Mobile operating systems like Android offer a Rich Execution Environment (REE), providing a hugely extensive and versatile runtime environment, which allows apps to run on the device. However, while bringing flexibility and capability, REE leaves devices vulnerable to a wide range of security threats. A Trusted Execution Environment (TEE) is designed to reside alongside the REE and provide a safe area on the device to protect assets and to execute trusted code. Qualcomm makes use of a secure virtual processor, which is often referred to as the “secure world”, in comparison to the “non-secure world”, where REE resides. 

But Check Point “fuzzed” a “hole” into this secure world 

In a 4-month research project, Check Point researchers attempted and succeeded to reverse Qualcomm’s “Secure World” operating system. Check Point researchers leveraged a “fuzzing” technique to expose the hole. Fuzz testing (fuzzing) is a quality assurance technique used to discover coding errors and security loopholes in software, operating systems or networks. It involves inputting massive amounts of random data, called fuzz, to the test subject in an attempt to make it crash.

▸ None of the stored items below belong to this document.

//! Everything needed to map and persist entities against the in-memory store.
//!
//! `use rustmemodb_orm::prelude::*;` brings the public persister capability
//! into scope together with the mapping builders.

pub use crate::config::PersisterConfig;
pub use crate::connection::{ConnectionProvider, MemoryConnectionProvider};
pub use crate::core::{Column, DataType, DbError, Result, Value};
pub use crate::engine::{Duo, EntityPersister, PersistListener, PersistOperation, SimplePersister};
pub use crate::mapping::{
    CompositeIdentifier, EntityMapping, Identifier, IdentifierPolicy, PropertyMapping, RowView,
    SimpleIdentifier, VersionMapping, VersionToken,
};
pub use crate::polymorphic::{
    JoinedTablesPersister, LoadContext, PolymorphicPersister, PolymorphicRelation,
    SingleTablePersister, Subtype, TablePerClassPersister,
};
pub use crate::storage::{MemoryStore, TableSchema};
pub use crate::transaction::{RollbackListener, TransactionManager};
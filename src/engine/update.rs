use super::batch::{self, StepCounter};
use super::lock::OptimisticLockManager;
use crate::config::PersisterConfig;
use crate::connection::{ConnectionProvider, PreparedOperation};
use crate::core::{DbError, Result};
use crate::mapping::{EntityMapping, WritePayload};
use crate::sql::{Operation, UpdateOperation};
use log::debug;
use lru::LruCache;
use std::num::NonZeroUsize;
use std::sync::{Arc, Mutex};

/// A modified entity and the snapshot it is compared against.
pub struct Duo<'a, C> {
    pub modified: &'a mut C,
    pub unmodified: &'a C,
}

impl<'a, C> Duo<'a, C> {
    pub fn new(modified: &'a mut C, unmodified: &'a C) -> Self {
        Self {
            modified,
            unmodified,
        }
    }
}

/// SET columns and WHERE columns of an update statement.
type UpdateShape = (Vec<String>, Vec<String>);

/// Payloads to write, each tagged with the index of its pair.
pub type UpdatePlan = Vec<(usize, WritePayload)>;

pub struct UpdateExecutor<C> {
    mapping: Arc<EntityMapping<C>>,
    provider: Arc<dyn ConnectionProvider>,
    config: PersisterConfig,
    lock: Arc<OptimisticLockManager<C>>,
    operations: Mutex<LruCache<UpdateShape, Arc<Operation>>>,
}

impl<C: std::fmt::Debug> UpdateExecutor<C> {
    pub fn new(
        mapping: Arc<EntityMapping<C>>,
        provider: Arc<dyn ConnectionProvider>,
        config: PersisterConfig,
        lock: Arc<OptimisticLockManager<C>>,
    ) -> Self {
        let capacity = NonZeroUsize::new(config.statement_cache_size).unwrap_or(NonZeroUsize::MIN);
        Self {
            mapping,
            provider,
            config,
            lock,
            operations: Mutex::new(LruCache::new(capacity)),
        }
    }

    /// Full-column update keyed by identifier only.
    pub async fn update_by_id(&self, entities: &[&C]) -> Result<u64> {
        if entities.is_empty() {
            return Ok(0);
        }
        if !self.mapping.has_updatable_properties() {
            debug!("'{}' has no updatable columns", self.mapping.table());
            return Ok(0);
        }

        let set: Vec<String> = self
            .mapping
            .properties()
            .iter()
            .filter(|p| p.is_updatable())
            .map(|p| p.name().to_string())
            .collect();
        let predicate = self.mapping.id_columns();
        let operation = Operation::Update(UpdateOperation {
            table: self.mapping.table().to_string(),
            set: set.clone(),
            predicate: predicate.clone(),
        });

        let conn = self.provider.connection().await?;
        let mut stmt = conn.prepare(&operation)?;
        let mut counter = StepCounter::new(self.config.batch_size);
        let mut total = 0;

        for entity in entities {
            let payload = self.mapping.update_payload(entity)?;
            if let Some(column) = payload.null_violation(|col| self.mapping.is_required(col)) {
                return Err(DbError::Binding {
                    column: column.to_string(),
                    entity: format!("{:?}", entity),
                });
            }
            batch::add_batch(stmt.as_mut(), payload.bindings_for(&set, &predicate))?;
            if counter.tick() {
                total += self.flush(stmt.as_mut()).await?;
            }
        }
        total += self.flush(stmt.as_mut()).await?;
        Ok(total)
    }

    /// Builds one payload per pair with changes, validating all of them.
    ///
    /// `forced` pairs are kept even without changed columns so the lock
    /// manager can issue a version-only update.
    pub fn plan(&self, pairs: &[Duo<'_, C>], all_columns: bool, forced: &[bool]) -> Result<UpdatePlan> {
        let mut plan = Vec::new();
        for (idx, pair) in pairs.iter().enumerate() {
            let modified: &C = &*pair.modified;
            let changed = self.mapping.changed_properties(modified, pair.unmodified);
            let force = forced.get(idx).copied().unwrap_or(false) && self.lock.is_active();
            if changed.is_empty() && !force {
                continue;
            }

            let mut payload = WritePayload::new();
            if all_columns {
                for property in self.mapping.properties().iter().filter(|p| p.is_updatable()) {
                    payload.set(property.name(), property.get(modified));
                }
            } else {
                for property in changed {
                    payload.set(property.name(), property.get(modified));
                }
            }
            self.mapping.restrict_by_id(modified, &mut payload)?;
            plan.push((idx, payload));
        }

        for (idx, payload) in &plan {
            if let Some(column) = payload.null_violation(|col| self.mapping.is_required(col)) {
                return Err(DbError::InvalidArgument(format!(
                    "Column '{}' of '{}' cannot be set to NULL for entity {:?}",
                    column,
                    self.mapping.table(),
                    pairs[*idx].modified
                )));
            }
        }

        let skipped = pairs.len() - plan.len();
        if skipped > 0 {
            debug!(
                "Skipping {} unchanged entit(ies) of '{}'",
                skipped,
                self.mapping.table()
            );
        }
        Ok(plan)
    }

    /// Differential update of the pairs with changes.
    pub async fn update(&self, pairs: &mut [Duo<'_, C>], all_columns: bool) -> Result<u64> {
        self.update_forced(pairs, all_columns, &[]).await
    }

    pub async fn update_forced(
        &self,
        pairs: &mut [Duo<'_, C>],
        all_columns: bool,
        forced: &[bool],
    ) -> Result<u64> {
        let plan = self.plan(pairs, all_columns, forced)?;
        self.execute(pairs, plan).await
    }

    /// Executes a plan, grouping payloads by statement shape.
    pub async fn execute(&self, pairs: &mut [Duo<'_, C>], plan: UpdatePlan) -> Result<u64> {
        if plan.is_empty() {
            return Ok(0);
        }

        let conn = self.provider.connection().await?;
        let mut statements: Vec<(UpdateShape, Box<dyn PreparedOperation>)> = Vec::new();
        let mut counter = StepCounter::new(self.config.batch_size);
        let mut total = 0;

        for (idx, mut payload) in plan {
            self.lock.manage_update(&*pairs[idx].modified, &mut payload)?;
            let shape = (payload.set_columns(), payload.predicate_columns());
            if shape.0.is_empty() {
                continue;
            }

            let pos = match statements.iter().position(|(known, _)| *known == shape) {
                Some(pos) => pos,
                None => {
                    let operation = self.operation(&shape)?;
                    statements.push((shape, conn.prepare(&operation)?));
                    statements.len() - 1
                }
            };
            let ((set, predicate), stmt) = &mut statements[pos];
            batch::add_batch(stmt.as_mut(), payload.bindings_for(set, predicate))?;

            if counter.tick() {
                total += self.flush_all(&mut statements).await?;
            }
        }
        total += self.flush_all(&mut statements).await?;
        Ok(total)
    }

    fn operation(&self, shape: &UpdateShape) -> Result<Arc<Operation>> {
        let mut cache = self.operations.lock()?;
        if let Some(operation) = cache.get(shape) {
            return Ok(Arc::clone(operation));
        }
        let operation = Arc::new(Operation::Update(UpdateOperation {
            table: self.mapping.table().to_string(),
            set: shape.0.clone(),
            predicate: shape.1.clone(),
        }));
        cache.put(shape.clone(), Arc::clone(&operation));
        Ok(operation)
    }

    /// Number of distinct statement shapes currently cached.
    pub fn cached_operations(&self) -> usize {
        self.operations.lock().map(|cache| cache.len()).unwrap_or(0)
    }

    async fn flush_all(
        &self,
        statements: &mut [(UpdateShape, Box<dyn PreparedOperation>)],
    ) -> Result<u64> {
        let mut total = 0;
        for (_, stmt) in statements.iter_mut() {
            total += self.flush(stmt.as_mut()).await?;
        }
        Ok(total)
    }

    async fn flush(&self, stmt: &mut dyn PreparedOperation) -> Result<u64> {
        let expected = stmt.pending() as u64;
        if expected == 0 {
            return Ok(0);
        }
        let counts = batch::execute_batch(stmt).await?;
        batch::verify_row_count(expected, &counts, stmt.sql(), self.config.row_count_check)?;
        debug!("Flushed {} update(s): {}", expected, stmt.sql());
        Ok(counts.iter().sum())
    }
}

Check Point implemented a custom-made fuzzing tool, which tested trusted code on Samsung, LG, and Motorola devices. Through fuzzing, Check Point found 4 vulnerabilities in trusted code implemented by Samsung (including S10), 1 in Motorola, 1 in LG, but all code sourced by Qualcomm itself. To address the vulnerability, the runtime of Android needs to be protected from both attackers and users. This is typically achieved by moving the secure storage software to a hardware-supported TEE.

Check Point Research disclosed its findings directly to the companies and gave them time to patch vulnerabilities. Samsung patched three vulnerabilities and LG patched one. Motorola and Qualcomm responded, but have yet to provide a patch, and there is no confirmation of a release date yet.

Check Point Research has urged mobile phone users to stay vigilant and check their credit and debit card providers for any unusual activity. In the meantime, they are working with the vendors mentioned to issue patches.